__WORK TASK__
Would you print every entry exactly as it appears?
= = = = =
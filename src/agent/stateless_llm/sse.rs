//! Incremental decoder for `text/event-stream` response bodies.
//!
//! Bytes are buffered until a full event is available, so multi-byte
//! characters split across network chunks are decoded intact.

use super::error::LlmError;

pub const MAX_SSE_BUFFER: usize = 10 * 1024 * 1024;

#[derive(Debug, Default)]
pub struct SseDecoder {
    buffer: Vec<u8>,
}

impl SseDecoder {
    pub fn new() -> Self {
        Self::default()
    }

    pub fn push(&mut self, bytes: &[u8]) -> Result<(), LlmError> {
        self.buffer.extend_from_slice(bytes);
        if self.buffer.len() > MAX_SSE_BUFFER {
            return Err(LlmError::Stream(
                "SSE buffer exceeded maximum size".to_string(),
            ));
        }
        Ok(())
    }

    /// Pop the next complete event's `data` payload. Events without data
    /// lines (comments, keep-alives) are skipped.
    pub fn next_payload(&mut self) -> Option<String> {
        while let Some((end, separator_len)) = find_event_boundary(&self.buffer) {
            let event: Vec<u8> = self.buffer.drain(..end + separator_len).take(end).collect();
            if let Some(payload) = parse_event_payload(&String::from_utf8_lossy(&event)) {
                return Some(payload);
            }
        }
        None
    }

    /// Flush whatever is left once the body has ended.
    pub fn finish(&mut self) -> Option<String> {
        let rest = std::mem::take(&mut self.buffer);
        let rest = String::from_utf8_lossy(&rest);
        let rest = rest.trim();
        if rest.is_empty() {
            return None;
        }
        parse_event_payload(rest)
    }
}

/// Earliest blank-line separator: `(event_end, separator_len)`.
fn find_event_boundary(buffer: &[u8]) -> Option<(usize, usize)> {
    const SEPARATORS: [&[u8]; 3] = [b"\r\n\r\n", b"\n\n", b"\r\r"];

    SEPARATORS
        .iter()
        .filter_map(|sep| {
            buffer
                .windows(sep.len())
                .position(|w| w == *sep)
                .map(|pos| (pos, sep.len()))
        })
        .min_by_key(|(pos, _)| *pos)
}

fn parse_event_payload(event: &str) -> Option<String> {
    let mut payload_lines = Vec::new();
    for raw_line in event.lines() {
        let line = raw_line.trim_end_matches('\r');
        if line.is_empty() || line.starts_with(':') {
            continue;
        }
        if let Some(rest) = line.strip_prefix("data:") {
            payload_lines.push(rest.strip_prefix(' ').unwrap_or(rest).to_string());
        }
    }

    if payload_lines.is_empty() {
        None
    } else {
        Some(payload_lines.join("\n"))
    }
}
= = = = =
__RESULT OF THE TASK__
filename src/agent/stateless_llm/sse.rs
//! Incremental decoder for `text/event-stream` response bodies.
//!
//! Bytes are buffered until a full event is available, so multi-byte
//! characters split across network chunks are decoded intact.

use super::error::LlmError;

pub const MAX_SSE_BUFFER: usize = 10 * 1024 * 1024;

#[derive(Debug, Default)]
pub struct SseDecoder {
    buffer: Vec<u8>,
}

impl SseDecoder {
    pub fn new() -> Self {
        Self::default()
    }

    pub fn push(&mut self, bytes: &[u8]) -> Result<(), LlmError> {
        self.buffer.extend_from_slice(bytes);
        if self.buffer.len() > MAX_SSE_BUFFER {
            return Err(LlmError::Stream(
                "SSE buffer exceeded maximum size".to_string(),
            ));
        }
        Ok(())
    }

    /// Pop the next complete event's `data` payload. Events without data
    /// lines (comments, keep-alives) are skipped.
    pub fn next_payload(&mut self) -> Option<String> {
        while let Some((end, separator_len)) = find_event_boundary(&self.buffer) {
            let event: Vec<u8> = self.buffer.drain(..end + separator_len).take(end).collect();
            if let Some(payload) = parse_event_payload(&String::from_utf8_lossy(&event)) {
                return Some(payload);
            }
        }
        None
    }

    /// Flush whatever is left once the body has ended.
    pub fn finish(&mut self) -> Option<String> {
        let rest = std::mem::take(&mut self.buffer);
        let rest = String::from_utf8_lossy(&rest);
        let rest = rest.trim();
        if rest.is_empty() {
            return None;
        }
        parse_event_payload(rest)
    }
}

/// Earliest blank-line separator: `(event_end, separator_len)`.
fn find_event_boundary(buffer: &[u8]) -> Option<(usize, usize)> {
    const SEPARATORS: [&[u8]; 3] = [b"\r\n\r\n", b"\n\n", b"\r\r"];

    SEPARATORS
        .iter()
        .filter_map(|sep| {
            buffer
                .windows(sep.len())
                .position(|w| w == *sep)
                .map(|pos| (pos, sep.len()))
        })
        .min_by_key(|(pos, _)| *pos)
}

fn parse_event_payload(event: &str) -> Option<String> {
    let mut payload_lines = Vec::new();
    for raw_line in event.lines() {
        let line = raw_line.trim_end_matches('\r');
        if line.is_empty() || line.starts_with(':') {
            continue;
        }
        if let Some(rest) = line.strip_prefix("data:") {
            payload_lines.push(rest.strip_prefix(' ').unwrap_or(rest).to_string());
        }
    }

    if payload_lines.is_empty() {
        None
    } else {
        Some(payload_lines.join("\n"))
    }
}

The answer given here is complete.